Google lancia kvmCTF: $250.000 per vulnerabilità Zero-Day

Google ha recentemente annunciato il lancio di kvmCTF, un nuovo programma di bug bounty dedicato alla sicurezza di KVM (Kernel-based Virtual Machine), l'hypervisor open-source utilizzato per la virtualizzazione delle macchine. Il programma, rivelato a ottobre 2023, offre premi significativi per l'individuazione e la correzione di vulnerabilità zero-day.

KVM, che ha una presenza consolidata da oltre 17 anni, è fondamentale sia in ambito consumer che enterprise, alimentando piattaforme cruciali come Android e Google Cloud. Google, un grande contributore di KVM, ha creato kvmCTF per rafforzare la collaborazione nella comunità della sicurezza informatica e migliorare ulteriormente questo strato di protezione vitale.

Il programma kvmCTF è simile a kernelCTF, che si concentra sulle vulnerabilità del kernel Linux, ma con un focus specifico sui bug che sono accessibili alle macchine virtuali all'interno dell'hypervisor KVM. L'obiettivo principale è identificare e sfruttare attacchi guest-to-host, ovvero dalla macchina virtuale all'host. Vulnerabilità legate a QEMU (emulatore di processore) o attacchi host-to-KVM non saranno premiate.

I ricercatori di sicurezza che partecipano al programma avranno accesso a un ambiente di laboratorio controllato per testare exploit e catturare flag. A differenza di altri programmi simili, kvmCTF si concentra esclusivamente su vulnerabilità zero-day, non premiando exploit per falle già note.

Ecco le ricompense offerte dal programma

Le ricompense offerte dal programma sono suddivise in base alla gravità delle vulnerabilità scoperte:

• Escape completo dalla macchina virtuale: $250.000
• Scrittura arbitraria in memoria: $100.000
• Lettura arbitraria di memoria: $50.000
• Scrittura relativa di memoria: $50.000
• Denial of service (DoS): $20.000
• Lettura relativa di memoria: $10.000

L'infrastruttura di kvmCTF è ospitata sulla Bare Metal Solution (BMS) di Google, sottolineando l'impegno verso standard di sicurezza elevati. I partecipanti potranno prenotare fasce orarie per accedere alla macchina virtuale ospite e tentare un attacco guest-to-host. L'obiettivo è sfruttare una vulnerabilità zero-day nel sottosistema KVM del kernel dell'host.

Marios Pomonis, software engineer di Google, ha spiegato:

In caso di successo, l'attaccante otterrà un flag che comprova lo sfruttamento della vulnerabilità.

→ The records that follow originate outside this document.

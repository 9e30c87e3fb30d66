// src/cli.rs
use std::path::PathBuf;

use clap::{Parser, Subcommand, ValueEnum};
use registration::PostcodeRule;

#[derive(Parser, Debug)]
#[command(name = "onboard", version, about = "Personal-details onboarding step driver")]
pub struct Cli {
    /// Settings file (RON); defaults apply when absent
    #[arg(long, global = true)]
    pub config: Option<PathBuf>,

    /// Postcode pattern used on submit; overrides the settings file
    #[arg(long, value_enum, global = true)]
    pub postcode_rule: Option<RuleArg>,

    /// Debug logging (RUST_LOG takes precedence)
    #[arg(short, long, global = true)]
    pub verbose: bool,

    #[command(subcommand)]
    pub cmd: Cmd,
}

#[derive(Subcommand, Debug)]
pub enum Cmd {
    /// Validate name, age bracket and postcode, then print the outgoing request
    Submit {
        #[arg(long)]
        name: String,
        /// Picker row 0-8, or -1 for "not selected"
        #[arg(long, allow_negative_numbers = true)]
        bracket: i64,
        #[arg(long)]
        postcode: String,
    },
    /// Feed a JSON array of screen events and print one effect per line
    Replay { script: PathBuf },
    /// List age brackets with their representative ages
    Brackets,
    /// Check a postcode against both patterns
    CheckPostcode { postcode: String },
}

#[derive(Copy, Clone, Debug, PartialEq, Eq, ValueEnum)]
pub enum RuleArg {
    Literal,
    Corrected,
}

impl From<RuleArg> for PostcodeRule {
    fn from(arg: RuleArg) -> Self {
        match arg {
            RuleArg::Literal => PostcodeRule::Literal,
            RuleArg::Corrected => PostcodeRule::Corrected,
        }
    }
}

#[cfg(test)]
mod tests {
    use super::*;

    #[test]
    fn submit_accepts_unset_bracket() {
        let cli = Cli::try_parse_from([
            "onboard", "submit", "--name", "Jo", "--bracket", "-1", "--postcode", "3000",
        ])
        .unwrap();
        match cli.cmd {
            Cmd::Submit { bracket, .. } => assert_eq!(bracket, -1),
            other => panic!("unexpected command {other:?}"),
        }
    }

    #[test]
    fn global_flags_after_subcommand() {
        let cli = Cli::try_parse_from([
            "onboard",
            "check-postcode",
            "0800",
            "--postcode-rule",
            "corrected",
            "-v",
        ])
        .unwrap();
        assert_eq!(cli.postcode_rule, Some(RuleArg::Corrected));
        assert!(cli.verbose);
        assert!(matches!(cli.cmd, Cmd::CheckPostcode { ref postcode } if postcode == "0800"));
    }

    #[test]
    fn rule_arg_maps_to_library_rule() {
        assert_eq!(PostcodeRule::from(RuleArg::Literal), PostcodeRule::Literal);
        assert_eq!(PostcodeRule::from(RuleArg::Corrected), PostcodeRule::Corrected);
    }
}
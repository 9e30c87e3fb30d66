//! Personal-details screen as a reducer.
//!
//! The host reports what happened (`ScreenEvent`) and gets back what it
//! should do (`Effect`). The screen never talks to a UI toolkit itself.
//!
//! Policy:
//!   - `handle` is synchronous and finishes within the call.
//!   - Unknown or out-of-place events are ignored, never an error.
//!   - `Effect::Focus` is a command. The screen has already done the
//!     end/begin bookkeeping for that move, so hosts must not echo it back
//!     as `EndEditing` / `BeginEditing`.
//!   - The continue gate is re-evaluated after every accepted edit, picker
//!     selection and focus change, and reported as `ContinueEnabled`.
//!   - After a successful continue the form is consumed; further events
//!     other than `Disappeared` and `BackTapped` are ignored.

use std::collections::HashMap;
use std::ops::Range;

use serde::{Deserialize, Serialize};
use tracing::{debug, info, warn};

use crate::bracket::AgeBracket;
use crate::errors::RegistrationError;
use crate::field::{EditOutcome, FormFieldId};
use crate::focus::{AccessoryTitle, FocusStep};
use crate::request::{NextStep, RegistrationRequest};
use crate::settings::RegistrationSettings;
use crate::state::FieldState;
use crate::viewport::{content_inset, FieldFrame, InsetPlan, KeyboardFrame};

/// Something the host observed.
#[derive(Debug, Clone, PartialEq, Serialize, Deserialize)]
pub enum ScreenEvent {
    Appeared,
    Disappeared,
    /// User moved focus into a field (tap).
    BeginEditing(FormFieldId),
    /// User moved focus out of a field.
    EndEditing(FormFieldId),
    /// Proposed keystroke; `range` is in characters.
    Edit {
        field: FormFieldId,
        range: Range<usize>,
        replacement: String,
    },
    /// Picker row chosen (0-based).
    PickerRowSelected(usize),
    ReturnPressed(FormFieldId),
    AccessoryTapped,
    FieldLaidOut {
        field: FormFieldId,
        frame: FieldFrame,
    },
    KeyboardFrameChanged(KeyboardFrame),
    KeyboardHidden,
    ContinueTapped,
    ErrorAcknowledged,
    BackTapped,
}

/// Blocking message for the error-presentation surface.
#[derive(Debug, Clone, PartialEq, Eq, Serialize, Deserialize)]
pub struct ValidationAlert {
    pub title: String,
    pub message: String,
    /// Field to focus once the alert is acknowledged.
    pub refocus: FormFieldId,
}

impl ValidationAlert {
    pub fn new(message: impl Into<String>, refocus: FormFieldId) -> Self {
        Self {
            title: "Validation error".into(),
            message: message.into(),
            refocus,
        }
    }
}

/// Something the host should do.
#[derive(Debug, Clone, PartialEq, Serialize, Deserialize)]
pub enum Effect {
    /// Move input focus; `None` dismisses the keyboard.
    Focus(Option<FormFieldId>),
    FieldText {
        field: FormFieldId,
        text: String,
    },
    AccessoryTitle(AccessoryTitle),
    ContinueEnabled(bool),
    ContentInset(InsetPlan),
    PresentError(ValidationAlert),
    /// Hand the request to the next step.
    Route {
        request: RegistrationRequest,
        step: NextStep,
    },
    NavigateBack,
}

pub struct RegistrationScreen {
    settings: RegistrationSettings,
    fields: FieldState,
    focused: Option<FormFieldId>,
    observing_keyboard: bool,
    keyboard: Option<KeyboardFrame>,
    frames: HashMap<FormFieldId, FieldFrame>,
    pending_alert: Option<ValidationAlert>,
    finished: bool,
}

impl RegistrationScreen {
    pub fn new(settings: RegistrationSettings) -> Self {
        Self {
            settings,
            fields: FieldState::new(),
            focused: None,
            observing_keyboard: false,
            keyboard: None,
            frames: HashMap::new(),
            pending_alert: None,
            finished: false,
        }
    }

    pub fn fields(&self) -> &FieldState {
        &self.fields
    }

    pub fn focused(&self) -> Option<FormFieldId> {
        self.focused
    }

    pub fn focus_step(&self) -> FocusStep {
        FocusStep::from_field(self.focused)
    }

    pub fn settings(&self) -> &RegistrationSettings {
        &self.settings
    }

    pub fn pending_alert(&self) -> Option<&ValidationAlert> {
        self.pending_alert.as_ref()
    }

    pub fn continue_enabled(&self) -> bool {
        self.fields.can_continue()
    }

    /// True once a request has been routed.
    pub fn is_finished(&self) -> bool {
        self.finished
    }

    pub fn handle(&mut self, event: ScreenEvent) -> Vec<Effect> {
        let mut effects = Vec::new();

        if self.finished {
            match event {
                ScreenEvent::Disappeared => self.stop_observing(),
                ScreenEvent::BackTapped => effects.push(Effect::NavigateBack),
                other => debug!(?other, "screen finished, event ignored"),
            }
            return effects;
        }

        match event {
            ScreenEvent::Appeared => {
                self.observing_keyboard = true;
                effects.push(Effect::ContinueEnabled(self.fields.can_continue()));
                self.move_focus(Some(FormFieldId::Name), &mut effects);
            }
            ScreenEvent::Disappeared => self.stop_observing(),
            ScreenEvent::BeginEditing(field) => {
                if let Some(previous) = self.focused.filter(|f| *f != field) {
                    self.end_editing(previous, &mut effects);
                }
                self.begin_editing(field, &mut effects);
            }
            ScreenEvent::EndEditing(field) => {
                self.end_editing(field, &mut effects);
                if self.focused == Some(field) {
                    self.focused = None;
                }
            }
            ScreenEvent::Edit {
                field,
                range,
                replacement,
            } => {
                if let EditOutcome::Applied = self.fields.apply_edit(field, range, &replacement) {
                    effects.push(self.field_text(field));
                    effects.push(Effect::ContinueEnabled(self.fields.can_continue()));
                }
            }
            ScreenEvent::PickerRowSelected(row) => {
                match AgeBracket::from_index(row as i64) {
                    Some(bracket) => {
                        self.fields.select_bracket(bracket);
                        effects.push(self.field_text(FormFieldId::Age));
                        effects.push(Effect::ContinueEnabled(self.fields.can_continue()));
                    }
                    None => debug!(row, "picker row out of range"),
                }
            }
            ScreenEvent::ReturnPressed(FormFieldId::Name) => {
                if self.fields.normalize_name() {
                    effects.push(self.field_text(FormFieldId::Name));
                }
                self.move_focus(Some(FormFieldId::Age), &mut effects);
            }
            ScreenEvent::ReturnPressed(_) => {}
            ScreenEvent::AccessoryTapped => {
                let current = self.focus_step();
                if current != FocusStep::Done {
                    self.move_focus(current.after_accessory().field(), &mut effects);
                }
            }
            ScreenEvent::FieldLaidOut { field, frame } => {
                self.frames.insert(field, frame);
            }
            ScreenEvent::KeyboardFrameChanged(frame) => {
                if self.observing_keyboard {
                    self.keyboard = Some(frame);
                    effects.extend(self.inset_effect());
                }
            }
            ScreenEvent::KeyboardHidden => {
                if self.observing_keyboard {
                    self.keyboard = None;
                    effects.push(Effect::ContentInset(InsetPlan::zero()));
                }
            }
            ScreenEvent::ContinueTapped => self.submit(&mut effects),
            ScreenEvent::ErrorAcknowledged => {
                if let Some(alert) = self.pending_alert.take() {
                    self.move_focus(Some(alert.refocus), &mut effects);
                }
            }
            ScreenEvent::BackTapped => effects.push(Effect::NavigateBack),
        }

        effects
    }

    fn stop_observing(&mut self) {
        self.observing_keyboard = false;
        self.keyboard = None;
    }

    fn field_text(&self, field: FormFieldId) -> Effect {
        Effect::FieldText {
            field,
            text: self.fields.text(field).to_string(),
        }
    }

    /// Screen-initiated focus move: end the old field, begin the new one,
    /// then tell the host.
    fn move_focus(&mut self, target: Option<FormFieldId>, effects: &mut Vec<Effect>) {
        if let Some(previous) = self.focused.filter(|f| Some(*f) != target) {
            self.end_editing(previous, effects);
        }
        match target {
            Some(field) => self.begin_editing(field, effects),
            None => self.focused = None,
        }
        effects.push(Effect::Focus(target));
    }

    fn begin_editing(&mut self, field: FormFieldId, effects: &mut Vec<Effect>) {
        self.focused = Some(field);
        if let Some(title) = FocusStep::from_field(Some(field)).accessory_title() {
            effects.push(Effect::AccessoryTitle(title));
        }
        effects.extend(self.inset_effect());
    }

    fn end_editing(&mut self, field: FormFieldId, effects: &mut Vec<Effect>) {
        // Only the age field resigning commits the picker row.
        if field == FormFieldId::Age && self.focused == Some(FormFieldId::Age) {
            let bracket = self.fields.commit_highlighted();
            debug!(%bracket, "age field left, picker row committed");
            effects.push(self.field_text(FormFieldId::Age));
        }
        if self.fields.normalize_name() {
            effects.push(self.field_text(FormFieldId::Name));
        }
        effects.push(Effect::ContinueEnabled(self.fields.can_continue()));
    }

    fn inset_effect(&self) -> Option<Effect> {
        let keyboard = self.keyboard?;
        let field = self.focused?;
        let reveal = self.frames.get(&field).copied();
        Some(Effect::ContentInset(content_inset(
            keyboard,
            reveal,
            self.settings.keyboard_gap,
        )))
    }

    fn submit(&mut self, effects: &mut Vec<Effect>) {
        match self.fields.submit(self.settings.postcode_rule) {
            Ok(request) => {
                let step = request.next_step();
                info!(%step, age = request.age, "registration details accepted");
                self.finished = true;
                self.fields = FieldState::new();
                effects.push(Effect::Route { request, step });
            }
            Err(RegistrationError::Incomplete) => {
                debug!("continue tapped while gate closed");
            }
            Err(err) => {
                warn!(rule = %self.settings.postcode_rule, "postcode rejected on submit");
                let alert = ValidationAlert::new(err.to_string(), FormFieldId::Postcode);
                self.pending_alert = Some(alert.clone());
                effects.push(Effect::PresentError(alert));
            }
        }
    }
}

impl Default for RegistrationScreen {
    fn default() -> Self {
        Self::new(RegistrationSettings::default())
    }
}
//! Outgoing registration payload and the routing decision that follows it.

use serde::{Deserialize, Serialize};
use strum::Display;

use crate::bracket::{AgeBracket, UNSET_AGE};

/// Registrants with a representative age below this are minors.
pub const MINOR_AGE_THRESHOLD: i32 = 16;

/// Payload handed to the next onboarding step.
///
/// Serialised with the field names the downstream steps expect
/// (`fullName`, `postcode`, `age`, `isMinor`, `phoneNumber`).
#[derive(Debug, Clone, PartialEq, Eq, Serialize, Deserialize)]
#[serde(rename_all = "camelCase")]
pub struct RegistrationRequest {
    pub full_name: String,
    pub postcode: String,
    pub age: i32,
    pub is_minor: bool,
    /// Collected by a later step.
    pub phone_number: String,
}

impl RegistrationRequest {
    /// Build the payload from already validated values.
    ///
    /// Performs no validation of its own; callers go through
    /// [`FieldState::submit`](crate::state::FieldState::submit).
    pub fn new(name: &str, postcode: &str, bracket: Option<AgeBracket>) -> Self {
        let age = bracket.map_or(UNSET_AGE, AgeBracket::representative_age);
        Self {
            full_name: name.trim().to_string(),
            postcode: postcode.to_string(),
            age,
            is_minor: is_minor(age),
            phone_number: String::new(),
        }
    }

    pub fn next_step(&self) -> NextStep {
        next_step_for(self.age)
    }
}

/// Where the onboarding flow continues after this step.
#[derive(Debug, Clone, Copy, PartialEq, Eq, Hash, Serialize, Deserialize, Display)]
pub enum NextStep {
    /// Alternate flow for registrants under sixteen.
    UnderSixteen,
    PhoneValidation,
}

pub fn is_minor(age: i32) -> bool {
    age < MINOR_AGE_THRESHOLD
}

pub fn next_step_for(age: i32) -> NextStep {
    if is_minor(age) {
        NextStep::UnderSixteen
    } else {
        NextStep::PhoneValidation
    }
}
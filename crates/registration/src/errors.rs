use thiserror::Error;

#[derive(Error, Debug)]
pub enum RegistrationError {
    /// Shown to the user verbatim; keep in sync with `INVALID_POSTCODE_MESSAGE`.
    #[error("Please enter a valid postcode")]
    InvalidPostcode,

    #[error("continue gate closed: name, age bracket and a 4-digit postcode are required")]
    Incomplete,

    #[error("unknown age bracket index: {0}")]
    UnknownBracket(i64),

    #[error("io error: {0}")]
    Io(#[from] std::io::Error),

    #[error("settings error: {0}")]
    Settings(#[from] ron::error::SpannedError),
}

impl RegistrationError {
    /// Whether the error is meant for the error-presentation surface.
    pub fn is_user_facing(&self) -> bool {
        matches!(self, Self::InvalidPostcode)
    }
}

#[cfg(test)]
mod tests {
    use super::*;
    use crate::validator::INVALID_POSTCODE_MESSAGE;

    #[test]
    fn postcode_message_matches_alert_text() {
        assert_eq!(
            RegistrationError::InvalidPostcode.to_string(),
            INVALID_POSTCODE_MESSAGE
        );
        assert!(RegistrationError::InvalidPostcode.is_user_facing());
        assert!(!RegistrationError::Incomplete.is_user_facing());
    }
}
//! Mutable form state owned by the personal-details screen.
//!
//! `FieldState` is created empty when the screen appears, changed by every
//! accepted edit or picker selection, and read once by [`FieldState::submit`]
//! to build the outgoing request.

use std::ops::Range;

use tracing::debug;

use crate::bracket::{bracket_index, AgeBracket, UNSET_AGE};
use crate::errors::RegistrationError;
use crate::field::{check_edit, splice, EditOutcome, FormFieldId};
use crate::request::RegistrationRequest;
use crate::validator::{continue_gate, validate_postcode_format, PostcodeRule};

#[derive(Debug, Default, Clone, PartialEq, Eq)]
pub struct FieldState {
    name: String,
    age_bracket: Option<AgeBracket>,
    /// Text displayed in the age field; empty until a bracket is picked.
    age_label: String,
    /// Row highlighted in the picker, committed when the age field is left.
    highlighted: AgeBracket,
    postcode: String,
}

impl FieldState {
    pub fn new() -> Self {
        Self::default()
    }

    /// Current text of a field as the host displays it.
    pub fn text(&self, field: FormFieldId) -> &str {
        match field {
            FormFieldId::Name => &self.name,
            FormFieldId::Age => &self.age_label,
            FormFieldId::Postcode => &self.postcode,
        }
    }

    pub fn age_bracket(&self) -> Option<AgeBracket> {
        self.age_bracket
    }

    /// Picker index of the selection, `-1` when nothing is picked.
    pub fn age_bracket_index(&self) -> i64 {
        bracket_index(self.age_bracket)
    }

    pub fn highlighted(&self) -> AgeBracket {
        self.highlighted
    }

    /// Representative age of the selection, `-1` when nothing is picked.
    pub fn age(&self) -> i32 {
        self.age_bracket
            .map_or(UNSET_AGE, AgeBracket::representative_age)
    }

    /// Offer a typed edit to a field. Rejected edits leave the state untouched.
    pub fn apply_edit(
        &mut self,
        field: FormFieldId,
        range: Range<usize>,
        replacement: &str,
    ) -> EditOutcome {
        if let Err(reason) = check_edit(field, self.text(field), &range, replacement) {
            debug!(%field, %reason, "edit rejected");
            return EditOutcome::Rejected(reason);
        }

        let updated = splice(self.text(field), &range, replacement);
        match field {
            FormFieldId::Name => self.name = updated,
            FormFieldId::Postcode => self.postcode = updated,
            // check_edit never accepts picker-only fields.
            FormFieldId::Age => {}
        }
        EditOutcome::Applied
    }

    /// Picker selection: sets both the bracket and the displayed label.
    pub fn select_bracket(&mut self, bracket: AgeBracket) {
        self.highlighted = bracket;
        self.age_bracket = Some(bracket);
        self.age_label = bracket.label().to_string();
    }

    /// Commit the highlighted picker row (row 0 if the user never scrolled).
    pub fn commit_highlighted(&mut self) -> AgeBracket {
        let bracket = self.highlighted;
        self.select_bracket(bracket);
        bracket
    }

    /// Write the trimmed name back into the field. Returns true if it changed.
    pub fn normalize_name(&mut self) -> bool {
        let trimmed = self.name.trim();
        if trimmed.len() == self.name.len() {
            return false;
        }
        self.name = trimmed.to_string();
        true
    }

    /// Continue gate over the displayed values.
    pub fn can_continue(&self) -> bool {
        continue_gate(&self.name, &self.age_label, &self.postcode)
    }

    /// Run the submit-time checks and build the request.
    ///
    /// The gate is checked first so a request is never built from an
    /// incomplete form, then the postcode format under `rule`.
    pub fn submit(&self, rule: PostcodeRule) -> Result<RegistrationRequest, RegistrationError> {
        if !self.can_continue() {
            return Err(RegistrationError::Incomplete);
        }
        if !validate_postcode_format(&self.postcode, rule) {
            return Err(RegistrationError::InvalidPostcode);
        }
        Ok(RegistrationRequest::new(
            &self.name,
            &self.postcode,
            self.age_bracket,
        ))
    }
}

La gravità dell'attacco determinerà l'ammontare della ricompensa, basata sul sistema a livelli spiegato in precedenza. Tutti i report verranno valutati attentamente caso per caso.

Per garantire la sicurezza e la trasparenza, Google riceverà i dettagli delle vulnerabilità zero-day scoperte solo dopo il rilascio delle patch ufficiali, assicurando la condivisione simultanea delle informazioni con la comunità open-source. Per partecipare, i ricercatori devono consultare le regole di kvmCTF, che includono informazioni dettagliate sulla prenotazione degli slot, la connessione alla macchina virtuale ospite, l'ottenimento di flag, l'associazione di violazioni KASAN ai livelli di ricompensa e le istruzioni dettagliate sulla segnalazione delle vulnerabilità.